Zweiter Blackout auf Kuba in einer Woche
Auf Kuba ist zum zweiten Mal innerhalb von vier Tagen der Strom komplett ausgefallen. Die Regierung in Havanna macht die USA verantwortlich

Das Wichtigste in Kürze
- Kuba kämpft erneut mit einem inselweiten Stromausfall.
- Das Land befindet sich wegen der maroden Infrastruktur und dem US-Öl-Embargo in einer schweren Krise.
- Washington versucht, eine politische und wirtschaftliche Öffnung zu erzwingen.
Zum zweiten Mal innerhalb von nur vier Tagen ist es auf Kuba zu einem erneuten inselweiten Blackout gekommen. Wie das Energieministerium mitteilte, wurden die Notfallprotokolle zur Wiederherstellung der Stromversorgung aktiviert. Aufgrund der maroden Infrastruktur und eines von den USA seit Monaten verhängten Ölembargos leidet die sozialistische Karibikinsel unter einer schweren Energiekrise.
«Der Zusammenbruch ereignete sich inmitten einer kritischen Energiekrise, unter der das Land bereits schwer zu leiden hat», schrieb «Granma», die offizielle Zeitung der Kommunistischen Partei Kubas, auf der Plattform X. Vorrangig sei gemäss den Protokollen die Versorgung von Einrichtungen wie Krankenhäusern sicherzustellen, hiess es. Zu den Ursachen des erneuten Ausfalls machte die staatliche Stromgesellschaft UNE zunächst keine Angaben.
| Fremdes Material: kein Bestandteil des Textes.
use std::str::FromStr;
use std::sync::Arc;
use std::time::Duration;

use alloy::network::EthereumWallet;
use alloy::providers::{Provider, ProviderBuilder};
use alloy::signers::local::PrivateKeySigner;
use tracing::level_filters::LevelFilter;
use tracing::{info, warn};

use flashcoin::{
    BalanceTracker, ConsoleEventHandler, Minter, RpcTokenGateway, Token, WalletConnection,
    DEFAULT_POLL_INTERVAL,
};

fn main() -> anyhow::Result<()> {
    // Initialize logging
    tracing_subscriber::fmt()
        .with_level(true)
        .with_target(false)
        .with_max_level(LevelFilter::DEBUG)
        .with_file(true)
        .with_line_number(true)
        .init();

    dotenvy::dotenv().ok();

    tokio::runtime::Runtime::new()?.block_on(async {
        let rpc_url =
            std::env::var("RPC_URL").unwrap_or_else(|_| "http://localhost:8545".to_string());

        let poll_interval = std::env::var("POLL_INTERVAL_MS")
            .ok()
            .and_then(|s| s.parse().ok())
            .map(Duration::from_millis)
            .unwrap_or(DEFAULT_POLL_INTERVAL);

        info!("Initializing FlashCoin tracker...");
        info!("RPC URL: {}", rpc_url);

        // PRIVATE_KEY plays the part of the connected wallet; without it
        // the tracker stays idle and minting is unavailable.
        let signer = match std::env::var("PRIVATE_KEY") {
            Ok(key) => Some(key.parse::<PrivateKeySigner>()?),
            Err(_) => None,
        };

        let provider = match &signer {
            Some(signer) => ProviderBuilder::new()
                .wallet(EthereumWallet::from(signer.clone()))
                .connect(&rpc_url)
                .await?
                .erased(),
            None => ProviderBuilder::new().connect(&rpc_url).await?.erased(),
        };

        let wallet_connection = WalletConnection::new();
        let gateway = Arc::new(RpcTokenGateway::new(provider, wallet_connection.clone()));

        let mut tracker = BalanceTracker::new(gateway.clone(), poll_interval);
        tracker.add_event_handler(Arc::new(ConsoleEventHandler::new()));
        let tracker = Arc::new(tracker);

        let tracker_for_task = tracker.clone();
        let accounts = wallet_connection.subscribe();
        tokio::spawn(async move {
            tracker_for_task.run(accounts).await;
        });

        let minter = Minter::new(gateway, wallet_connection.clone(), Token::EthFlash);

        match &signer {
            Some(signer) => {
                info!("Wallet connected: {}", signer.address());
                wallet_connection.connect(signer.address());
            }
            None => {
                warn!("No PRIVATE_KEY set; running disconnected. Balances stay unknown and minting is unavailable.");
            }
        }

        // Optional one-shot mint, standing in for the mint button.
        if let Ok(symbol) = std::env::var("MINT_TOKEN") {
            let token = Token::from_str(&symbol).map_err(|e| anyhow::anyhow!(e))?;
            minter.select(token).await;
            match minter.mint().await {
                Ok(hash) => info!("Mint of 1 {} submitted: {}", token.name(), hash),
                Err(e) => warn!("Mint failed: {}", e),
            }
        }

        info!("FlashCoin tracker is running. Press Ctrl+C to stop.");
        tokio::signal::ctrl_c().await?;

        wallet_connection.disconnect();
        tracker.stop().await;
        info!("Shutting down...");

        Ok(())
    })
}
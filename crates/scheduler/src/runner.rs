//! The injectable campaign side effect (PRD-21).
//!
//! Executing a schedule means actually serving the campaign for its slot.
//! That effect is behind a trait so the engine stays deterministic and
//! testable; production wires in [`ImpressionRunner`], tests wire in stubs.

use std::time::Instant;

use async_trait::async_trait;
use serde::Serialize;
use sqlx::PgPool;
use vendora_core::slot_time::parse_hhmm;
use vendora_db::models::campaign::Campaign;
use vendora_db::models::time_slot::TimeSlot;
use vendora_db::repositories::CampaignRepo;

/// Failure of a single campaign run.
#[derive(Debug, thiserror::Error)]
pub enum RunnerError {
    /// The delivery itself failed (ad server rejection, upstream outage, ...).
    #[error("Campaign delivery failed: {0}")]
    Delivery(String),

    /// A database error from sqlx.
    #[error("Database error: {0}")]
    Database(#[from] sqlx::Error),
}

/// Outcome metrics of one successful run, recorded on the STOP/SUCCESS
/// log entry.
#[derive(Debug, Clone, Serialize)]
pub struct RunMetrics {
    pub impressions_delta: i64,
    pub duration_ms: u64,
}

/// Performs the campaign side effect for one (campaign, slot) pair.
///
/// Implementations must be safe to call repeatedly for the same pair: a
/// retried schedule runs the effect again.
#[async_trait]
pub trait CampaignRunner: Send + Sync {
    async fn execute(
        &self,
        campaign: &Campaign,
        slot: &TimeSlot,
    ) -> Result<RunMetrics, RunnerError>;
}

/// Production runner: serves the campaign by crediting impressions on the
/// campaign row. The credit is derived from the slot window length, so a
/// given (campaign, slot) pair always produces the same delta.
pub struct ImpressionRunner {
    pool: PgPool,
}

impl ImpressionRunner {
    pub fn new(pool: PgPool) -> Self {
        Self { pool }
    }
}

#[async_trait]
impl CampaignRunner for ImpressionRunner {
    async fn execute(
        &self,
        campaign: &Campaign,
        slot: &TimeSlot,
    ) -> Result<RunMetrics, RunnerError> {
        let started = Instant::now();
        let delta = impressions_for_window(&slot.start_time, &slot.end_time);
        CampaignRepo::add_impressions(&self.pool, campaign.id, delta).await?;
        tracing::debug!(
            campaign_id = campaign.id,
            time_slot_id = slot.id,
            impressions = delta,
            "Campaign impressions credited",
        );
        Ok(RunMetrics {
            impressions_delta: delta,
            duration_ms: started.elapsed().as_millis() as u64,
        })
    }
}

/// One impression per minute of window length, minimum 1. Slot boundaries
/// are validated at insert time; a malformed stored value degrades to the
/// minimum rather than failing the run.
fn impressions_for_window(start: &str, end: &str) -> i64 {
    match (parse_hhmm(start), parse_hhmm(end)) {
        (Ok(start_t), Ok(end_t)) => (end_t - start_t).num_minutes().max(1),
        _ => 1,
    }
}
Die Regierung in Havanna macht die Sanktionen der USA für die anhaltenden Stromausfälle verantwortlich. Zuletzt hatte US-Präsident Donald Trump im Januar Ländern, die Öl nach Kuba exportieren, mit Strafzöllen gedroht. Das führte zu einem nahezu vollständigen Stopp der Lieferungen aus dem Ausland. Die Insel kann nur einen Teil ihres Ölbedarfs decken.
Washington versucht mit verschiedenen Druckmassnahmen, eine wirtschaftliche und politische Öffnung der Insel nach seinen Vorstellungen zu erzwingen.